» Task brief
Line count for "UpstreamEdge": give how many lines in the data below contain it, with no other words.

━━━━━ Record excerpts ━━━━━

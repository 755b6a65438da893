// Copyright (c) 2025 Kirky.X
//
// Licensed under the MIT License
// See LICENSE file in the project root for full license information.

//! Instagram `web_profile_info` 响应结构
//!
//! 所有字段都经过 [`lenient`]：缺失、`null` 或类型不符时均为 `None`，
//! 单个异常字段不会导致外层对象解析失败

use serde::de::{DeserializeOwned, Deserializer};
use serde::Deserialize;
use serde_json::Value;

/// 可选字段反序列化，类型不符时视为 `None`
fn lenient<'de, D, T>(deserializer: D) -> Result<Option<T>, D::Error>
where
    D: Deserializer<'de>,
    T: DeserializeOwned,
{
    let value = Value::deserialize(deserializer)?;
    Ok(serde_json::from_value(value).ok())
}

#[derive(Debug, Default, Deserialize)]
pub struct ProfileResponse {
    #[serde(default, deserialize_with = "lenient")]
    pub data: Option<ProfileData>,
}

#[derive(Debug, Default, Deserialize)]
pub struct ProfileData {
    #[serde(default, deserialize_with = "lenient")]
    pub user: Option<ProfileUser>,
}

#[derive(Debug, Default, Deserialize)]
pub struct ProfileUser {
    #[serde(default, deserialize_with = "lenient")]
    pub edge_owner_to_timeline_media: Option<TimelineMedia>,
}

/// 边列表保留原始 JSON，单条异常不影响其余条目
#[derive(Debug, Default, Deserialize)]
pub struct TimelineMedia {
    #[serde(default, deserialize_with = "lenient")]
    pub edges: Option<Vec<Value>>,
}

#[derive(Debug, Default, Deserialize)]
pub struct UpstreamEdge {
    #[serde(default, deserialize_with = "lenient")]
    pub node: Option<UpstreamNode>,
}

#[derive(Debug, Default, Deserialize)]
pub struct UpstreamNode {
    #[serde(default, deserialize_with = "lenient")]
    pub id: Option<String>,
    #[serde(default, deserialize_with = "lenient")]
    pub shortcode: Option<String>,
    #[serde(default, deserialize_with = "lenient")]
    pub display_url: Option<String>,
    #[serde(default, deserialize_with = "lenient")]
    pub taken_at_timestamp: Option<f64>,
    #[serde(default, deserialize_with = "lenient")]
    pub is_video: Option<bool>,
    #[serde(default, deserialize_with = "lenient")]
    pub edge_liked_by: Option<CountEdge>,
    #[serde(default, deserialize_with = "lenient")]
    pub edge_media_to_comment: Option<CountEdge>,
    #[serde(default, deserialize_with = "lenient")]
    pub edge_media_to_caption: Option<CaptionEdges>,
}

#[derive(Debug, Default, Deserialize)]
pub struct CountEdge {
    #[serde(default, deserialize_with = "lenient")]
    pub count: Option<u64>,
}

/// 同样保留原始 JSON，只解析第一条
#[derive(Debug, Default, Deserialize)]
pub struct CaptionEdges {
    #[serde(default, deserialize_with = "lenient")]
    pub edges: Option<Vec<Value>>,
}

#[derive(Debug, Default, Deserialize)]
pub struct CaptionEdge {
    #[serde(default, deserialize_with = "lenient")]
    pub node: Option<CaptionNode>,
}

#[derive(Debug, Default, Deserialize)]
pub struct CaptionNode {
    #[serde(default, deserialize_with = "lenient")]
    pub text: Option<String>,
}

impl ProfileResponse {
    /// 解析任意形状的响应，非对象响应视为空
    pub fn from_payload(payload: &Value) -> Self {
        if !payload.is_object() {
            return Self::default();
        }
        ProfileResponse::deserialize(payload).unwrap_or_default()
    }

    /// 沿 `data.user.edge_owner_to_timeline_media.edges` 取出边列表
    pub fn into_edges(self) -> Vec<Value> {
        self.data
            .and_then(|d| d.user)
            .and_then(|u| u.edge_owner_to_timeline_media)
            .and_then(|m| m.edges)
            .unwrap_or_default()
    }
}

impl UpstreamEdge {
    pub fn from_value(value: &Value) -> Self {
        if !value.is_object() {
            return Self::default();
        }
        UpstreamEdge::deserialize(value).unwrap_or_default()
    }
}

impl UpstreamNode {
    /// 第一条说明文字，没有时为 `None`
    pub fn caption(&self) -> Option<String> {
        self.edge_media_to_caption
            .as_ref()
            .and_then(|c| c.edges.as_ref())
            .and_then(|edges| edges.first())
            .and_then(|edge| CaptionEdge::deserialize(edge).ok())
            .and_then(|edge| edge.node)
            .and_then(|node| node.text)
    }
}
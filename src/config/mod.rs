// Copyright (c) 2025 Kirky.X
//
// Licensed under the MIT License
// See LICENSE file in the project root for full license information.

/// 配置模块
///
/// 处理应用程序的配置设置，包括服务器、Instagram 上游、HTTP 客户端和指标配置
pub mod settings;
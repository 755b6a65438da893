// Copyright (c) 2025 Kirky.X
//
// Licensed under the MIT License
// See LICENSE file in the project root for full license information.

pub mod health_check;
pub mod helpers;
pub mod scraper_api_test;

━━━━━

» Response
3